From the present data, one cannot determine whether the outcome of patients with uncontrolled hypovolemic shock is influenced by prehospital fluid restriction. Exclusion from EVAR may have had a detrimental effect on their chances of survival. With a more aggressive approach using intraoperative aortic balloon occlusion, it may be possible to avoid open repair in a number of these patients, with subsequent prognostic improvement.
Ours is the first series in which a protocol of permissive hypotension has been adopted.
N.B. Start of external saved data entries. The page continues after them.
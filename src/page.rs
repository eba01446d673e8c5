//! Rendered pages and the letter-size classifier.

use image::{DynamicImage, GrayImage, RgbImage};
use log::debug;
use std::path::{Path, PathBuf};

use crate::error::Error;

/// A rendered page at a known resolution.
///
/// Samples are either 8-bit grayscale or 24-bit RGB, row-major with a
/// top-left origin. The physical size is always derived from the pixel
/// size and the resolution.
#[derive(Debug, Clone, PartialEq)]
pub struct PageBuffer {
    image: DynamicImage,
    dpi: u32,
}

impl PageBuffer {
    pub fn new(image: DynamicImage, dpi: u32) -> Result<Self, Error> {
        if dpi == 0 {
            return Err(Error::InvalidDpi(dpi));
        }
        if image.width() == 0 || image.height() == 0 {
            return Err(Error::EmptyBitmap {
                width: image.width(),
                height: image.height(),
            });
        }
        Ok(PageBuffer { image, dpi })
    }

    /// Wrap a raw 8-bit grayscale buffer.
    pub fn from_gray(width: u32, height: u32, samples: Vec<u8>, dpi: u32) -> Result<Self, Error> {
        let expected = width as usize * height as usize;
        let actual = samples.len();
        match GrayImage::from_raw(width, height, samples) {
            Some(img) => Self::new(DynamicImage::ImageLuma8(img), dpi),
            None => Err(Error::BufferSizeMismatch { expected, actual }),
        }
    }

    /// Wrap a raw 24-bit RGB buffer.
    pub fn from_rgb(width: u32, height: u32, samples: Vec<u8>, dpi: u32) -> Result<Self, Error> {
        let expected = width as usize * height as usize * 3;
        let actual = samples.len();
        match RgbImage::from_raw(width, height, samples) {
            Some(img) => Self::new(DynamicImage::ImageRgb8(img), dpi),
            None => Err(Error::BufferSizeMismatch { expected, actual }),
        }
    }

    pub fn width(&self) -> u32 {
        self.image.width()
    }

    pub fn height(&self) -> u32 {
        self.image.height()
    }

    pub fn dpi(&self) -> u32 {
        self.dpi
    }

    pub fn image(&self) -> &DynamicImage {
        &self.image
    }

    pub fn into_image(self) -> DynamicImage {
        self.image
    }

    /// Physical (width, height) in inches.
    pub fn size_in_inches(&self) -> (f64, f64) {
        (
            self.width() as f64 / self.dpi as f64,
            self.height() as f64 / self.dpi as f64,
        )
    }

    /// Whether this page looks like a letter sheet hosting a label print.
    pub fn is_letter_like(&self) -> bool {
        let (w, h) = self.size_in_inches();
        let letter = is_letter_like(w, h);
        debug!("Page size: {:.2} x {:.2} inches, letter size: {}", w, h, letter);
        letter
    }
}

/// Classify a page from its physical size alone.
///
/// Letter-like means 7.5-9.5in by 10-12in in either orientation, bounds
/// exclusive.
pub fn is_letter_like(width_in: f64, height_in: f64) -> bool {
    let short = |v: f64| 7.5 < v && v < 9.5;
    let long = |v: f64| 10.0 < v && v < 12.0;
    (short(width_in) && long(height_in)) || (long(width_in) && short(height_in))
}

/// Source of a rendered first page.
///
/// Document rendering (PDF and friends) lives outside this crate; anything
/// that can produce a page at a requested resolution plugs in here.
pub trait Rasterizer {
    fn rasterize(&self, dpi: u32) -> Result<PageBuffer, Error>;
}

/// A raster image file taken as already rendered at the requested resolution.
#[derive(Debug, Clone)]
pub struct ImageFile {
    path: PathBuf,
}

impl ImageFile {
    pub fn new(path: impl AsRef<Path>) -> Self {
        ImageFile {
            path: path.as_ref().to_path_buf(),
        }
    }
}

impl Rasterizer for ImageFile {
    fn rasterize(&self, dpi: u32) -> Result<PageBuffer, Error> {
        let image = image::open(&self.path)?;
        debug!(
            "Loaded {}: {}x{} px",
            self.path.display(),
            image.width(),
            image.height()
        );
        PageBuffer::new(image, dpi)
    }
}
The concept appeared to be feasible in the majority of cases. Uncontrolled hypotension occurred in 36% (28 of 77) of the patients with RAAA. Protocol violations were sparse (n = 5), and the desired systolic blood pressure range was achieved in 46% (11 of 24) of the EVAR patients. These preliminary observations warrant further study.
Footnotes
Presented at the VEITHsymposium, New York, NY, November 19, 2006.